6. Position within molecular machine learning
MolHIT belongs to the lineage of discrete molecular graph diffusion, but its novelty lies primarily in state-space design rather than in replacing the denoiser backbone (Jung et al., 19 Feb 2026). In contrast to earlier graph diffusion systems such as DiGress, DisCo, Cometh, and DeFoG, it injects chemistry into the diffusion process through hierarchical atom-state corruption and chemically explicit node vocabularies (Jung et al., 19 Feb 2026). This makes it a representation-level and transition-level intervention rather than a purely architectural one.
The method is distinct from several nearby lines of work. “Data-Efficient Molecular Generation with Hierarchical Textual Inversion” introduces HI-Mol, a low-shot SMILES-based generator built on hierarchical textual inversion over frozen text-to-molecule models, rather than graph diffusion (Kim et al., 2024). “TextOmics-Guided Diffusion for Hit-like Molecular Generation” introduces ToDi, a SELFIES diffusion model conditioned jointly on omics expressions and textual molecular descriptions for hit-like generation (Yuan et al., 14 Jul 2025). “Lo-Hi: Practical ML Drug Discovery Benchmark” is not a generator but a benchmark and splitter for novelty-constrained hit identification and lead optimization (Steshin, 2023). “MolProphecy” addresses molecular property prediction through gated cross-attention fusion of graph features and chemist-knowledge text, not graph generation (Zhao et al., 26 Jun 2025).
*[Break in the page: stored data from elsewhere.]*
use std::sync::Arc;
use std::time::Duration;

use anyhow::{Context, Result};
use axum::Router;
use axum::http::StatusCode;
use tower::ServiceBuilder;
use tower_http::cors::{Any, CorsLayer};
use tower_http::services::ServeDir;
use tower_http::timeout::TimeoutLayer;

use crate::api;
use crate::config::ServerConfig;
use crate::orchestrator::Orchestrator;

/// Upper bound for one request to the HTTP surface, above both client timeouts
const REQUEST_TIMEOUT: Duration = Duration::from_secs(120);

pub fn app(orchestrator: Arc<Orchestrator>, static_dir: &str) -> Router {
    app_with_timeout(orchestrator, static_dir, REQUEST_TIMEOUT)
}

/// Requests running longer than `timeout` are answered with 408
fn app_with_timeout(orchestrator: Arc<Orchestrator>, static_dir: &str, timeout: Duration) -> Router {
    let cors = CorsLayer::new()
        .allow_origin(Any)
        .allow_methods(Any)
        .allow_headers(Any);

    Router::new()
        .nest("/api", api::router(orchestrator))
        .fallback_service(ServeDir::new(static_dir))
        .layer(
            ServiceBuilder::new()
                .layer(TimeoutLayer::with_status_code(
                    StatusCode::REQUEST_TIMEOUT,
                    timeout,
                ))
                .layer(cors),
        )
}

pub async fn run(config: &ServerConfig, orchestrator: Arc<Orchestrator>) -> Result<()> {
    let app = app(orchestrator, &config.static_dir);

    let addr = format!("{}:{}", config.host, config.port);
    let listener = tokio::net::TcpListener::bind(&addr)
        .await
        .with_context(|| format!("Failed to bind {addr}"))?;
    tracing::info!("Map server running at http://{}", addr);
    axum::serve(listener, app)
        .await
        .context("Map server terminated")
}

#[cfg(test)]
mod tests {
    use super::*;
    use crate::config::ReachMapConfig;
    use crate::geocoder::Geocoder;
    use crate::isochrone::IsochroneProvider;
    use crate::models::{Coordinate, GeoDocument, TravelQuery};
    use async_trait::async_trait;
    use axum::body::Body;
    use axum::http::Request;
    use serde_json::json;
    use tower::ServiceExt;

    struct SlowGeocoder;

    #[async_trait]
    impl Geocoder for SlowGeocoder {
        async fn geocode(&self, _address: &str) -> crate::Result<Coordinate> {
            tokio::time::sleep(Duration::from_secs(5)).await;
            Ok(Coordinate::new(51.5074, -0.1278))
        }
    }

    struct EmptyIsochrones;

    #[async_trait]
    impl IsochroneProvider for EmptyIsochrones {
        async fn fetch_isochrone(&self, _query: &TravelQuery) -> crate::Result<GeoDocument> {
            Ok(GeoDocument(json!({"type": "FeatureCollection", "features": []})))
        }
    }

    #[tokio::test]
    async fn test_slow_request_answers_request_timeout() {
        let orchestrator = Arc::new(Orchestrator::from_config(
            &ReachMapConfig::default(),
            Arc::new(SlowGeocoder),
            Arc::new(EmptyIsochrones),
        ));
        let app = app_with_timeout(orchestrator, "frontend", Duration::from_millis(50));

        let request = Request::builder()
            .method("POST")
            .uri("/api/isochrone")
            .header("content-type", "application/json")
            .body(Body::from(
                json!({"address": "London", "profile": "foot-walking", "minutes": "15"}).to_string(),
            ))
            .unwrap();
        let response = app.oneshot(request).await.unwrap();

        assert_eq!(response.status(), StatusCode::REQUEST_TIMEOUT);
    }
}
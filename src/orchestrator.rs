//! Submission orchestrator
//!
//! Wires user actions to the clients and the map session. A submission
//! resolves a start point (typed coordinates or geocoding), recenters the
//! map, fetches the isochrone and swaps the drawn isochrone overlay.
//!
//! Every submission takes a generation number. Results are applied only if
//! no newer submission started in the meantime, so a slow response can no
//! longer overwrite the outcome of a later one.

use std::sync::Arc;
use std::sync::atomic::{AtomicU64, Ordering};

use serde::{Deserialize, Serialize};
use tokio::sync::Mutex;
use tracing::{debug, info, instrument, warn};

use crate::config::ReachMapConfig;
use crate::geocoder::Geocoder;
use crate::isochrone::IsochroneProvider;
use crate::map::{MapSession, MapSnapshot};
use crate::models::{Coordinate, OverlayId, OverlayStyle, OverlayTag, Profile, TravelQuery};
use crate::{ReachMapError, Result};

/// Raw form input as entered by the user
#[derive(Debug, Clone, Serialize, Deserialize)]
pub struct SubmitForm {
    /// Address or `"lat, lon"`
    pub address: String,
    /// Profile wire name, e.g. `foot-walking`
    pub profile: String,
    /// Travel time in whole minutes
    pub minutes: String,
}

#[derive(Debug, Clone, Copy, PartialEq, Eq, Serialize)]
#[serde(rename_all = "snake_case")]
pub enum SubmissionState {
    Idle,
    ResolvingStart,
    ResolvingIsochrone,
}

#[derive(Debug, Clone, PartialEq, Serialize)]
#[serde(rename_all = "snake_case", tag = "status")]
pub enum SubmitOutcome {
    /// The isochrone was drawn
    Drawn {
        generation: u64,
        start: Coordinate,
        overlay: OverlayId,
    },
    /// A newer submission started before this one completed; nothing was applied
    Superseded { generation: u64 },
}

/// Where the start point came from
#[derive(Debug, Clone, PartialEq)]
enum StartInput {
    Coordinates(Coordinate),
    Address(String),
}

/// Validated form
#[derive(Debug, Clone, PartialEq)]
struct Submission {
    start: StartInput,
    profile: Profile,
    minutes: u32,
}

impl SubmitForm {
    fn validate(&self) -> Result<Submission> {
        let address = self.address.trim();
        if address.is_empty() {
            return Err(ReachMapError::invalid_input(
                "Please enter an address or select a point on the map.",
            ));
        }

        let start = if address.contains(',') {
            StartInput::Coordinates(Coordinate::parse_lat_lon(address)?)
        } else {
            StartInput::Address(address.to_string())
        };

        let profile = self.profile.parse::<Profile>()?;

        let minutes = self
            .minutes
            .trim()
            .parse::<u32>()
            .ok()
            .filter(|minutes| *minutes > 0)
            .ok_or_else(|| {
                ReachMapError::invalid_input("Please enter a travel time in whole minutes.")
            })?;

        Ok(Submission {
            start,
            profile,
            minutes,
        })
    }
}

pub struct Orchestrator {
    geocoder: Arc<dyn Geocoder>,
    isochrones: Arc<dyn IsochroneProvider>,
    map: Arc<Mutex<MapSession>>,
    style: OverlayStyle,
    resolved_zoom: u8,
    generation: AtomicU64,
    /// State of the most recent submission, stamped with its generation
    state: Mutex<(u64, SubmissionState)>,
}

impl Orchestrator {
    pub fn new(
        geocoder: Arc<dyn Geocoder>,
        isochrones: Arc<dyn IsochroneProvider>,
        map: MapSession,
        style: OverlayStyle,
        resolved_zoom: u8,
    ) -> Self {
        Self {
            geocoder,
            isochrones,
            map: Arc::new(Mutex::new(map)),
            style,
            resolved_zoom,
            generation: AtomicU64::new(0),
            state: Mutex::new((0, SubmissionState::Idle)),
        }
    }

    #[must_use]
    pub fn from_config(
        config: &ReachMapConfig,
        geocoder: Arc<dyn Geocoder>,
        isochrones: Arc<dyn IsochroneProvider>,
    ) -> Self {
        Self::new(
            geocoder,
            isochrones,
            MapSession::from_config(&config.map),
            config.overlay.clone(),
            config.map.resolved_zoom,
        )
    }

    /// Handle a click on the map. Returns the new address text.
    pub async fn on_map_click(&self, coordinate: Coordinate) -> String {
        debug!(%coordinate, "Map clicked");
        self.map.lock().await.on_map_click(coordinate)
    }

    pub async fn snapshot(&self) -> MapSnapshot {
        self.map.lock().await.snapshot()
    }

    pub async fn state(&self) -> SubmissionState {
        self.state.lock().await.1
    }

    /// Shared handle to the map session
    #[must_use]
    pub fn map(&self) -> Arc<Mutex<MapSession>> {
        Arc::clone(&self.map)
    }

    /// Run one submission. Errors are returned for the caller to show; a
    /// superseded submission never reports an error.
    #[instrument(skip(self, form), fields(address = %form.address, profile = %form.profile))]
    pub async fn submit(&self, form: SubmitForm) -> Result<SubmitOutcome> {
        let generation = self.generation.fetch_add(1, Ordering::SeqCst) + 1;
        self.set_state(generation, SubmissionState::Idle).await;
        self.map.lock().await.set_address_text(form.address.trim());

        match self.run(generation, &form).await {
            Ok(outcome) => {
                if let SubmitOutcome::Superseded { .. } = outcome {
                    info!(generation, "Submission superseded by a newer one");
                }
                Ok(outcome)
            }
            Err(e) if self.is_current(generation) => {
                self.set_state(generation, SubmissionState::Idle).await;
                warn!(generation, error = ?e, "Submission failed: {}", e.user_message());
                Err(e)
            }
            Err(e) => {
                info!(generation, error = ?e, "Discarding failure of superseded submission");
                Ok(SubmitOutcome::Superseded { generation })
            }
        }
    }

    async fn run(&self, generation: u64, form: &SubmitForm) -> Result<SubmitOutcome> {
        let submission = form.validate()?;

        self.set_state(generation, SubmissionState::ResolvingStart).await;
        let start = match submission.start {
            StartInput::Coordinates(coordinate) => coordinate,
            StartInput::Address(address) => self.geocoder.geocode(&address).await?,
        };

        {
            let mut map = self.map.lock().await;
            if !self.is_current(generation) {
                return Ok(SubmitOutcome::Superseded { generation });
            }
            map.set_view(start, self.resolved_zoom);
        }

        let query = TravelQuery::from_minutes(start, submission.profile, submission.minutes)?;
        self.set_state(generation, SubmissionState::ResolvingIsochrone).await;
        let document = self.isochrones.fetch_isochrone(&query).await?;

        let overlay = {
            let mut map = self.map.lock().await;
            if !self.is_current(generation) {
                return Ok(SubmitOutcome::Superseded { generation });
            }
            let cleared = map.clear_overlays_by_tag(&OverlayTag::Isochrone);
            debug!(cleared, "Cleared previous isochrone overlays");
            map.draw_overlay(document, self.style.clone(), OverlayTag::Isochrone)
        };

        self.set_state(generation, SubmissionState::Idle).await;
        info!(generation, %start, overlay = overlay.0, "Isochrone drawn");

        Ok(SubmitOutcome::Drawn {
            generation,
            start,
            overlay,
        })
    }

    fn is_current(&self, generation: u64) -> bool {
        self.generation.load(Ordering::SeqCst) == generation
    }

    /// Record `state` unless a newer submission has started. The check runs
    /// under the lock so an older generation can never overwrite a newer one.
    async fn set_state(&self, generation: u64, state: SubmissionState) {
        let mut current = self.state.lock().await;
        if generation >= current.0 && self.is_current(generation) {
            *current = (generation, state);
        }
    }
}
A common source of confusion is therefore terminological rather than methodological: MolHIT, in the sense of (Jung et al., 19 Feb 2026), is a chemistry-aware molecular graph generation framework, not a hit-identification benchmark, not a human-in-the-loop predictor, and not the low-shot textual inversion method HI-Mol.
The paper’s limitations are also explicit. It does not claim to solve synthesizability beyond standard SA-like proxies, 3D conformational consistency, or experimental validation of generated molecules (Jung et al., 19 Feb 2026). The authors state that they have not fully explored scaling model size or architectural improvements beyond the DiGress backbone, and that GuacaMol training was not run to full saturation. The appendix identifies future directions including richer tokenization with motifs or functional groups, extension to 3D molecular generation and proteins, and combination with more advanced samplers (Jung et al., 19 Feb 2026). This suggests that MolHIT is best understood not as a complete endpoint for graph-based molecular generation, but as a demonstration that graph diffusion can approach the reliability previously associated with strong 1D generators once chemical priors are embedded directly into the discrete state space.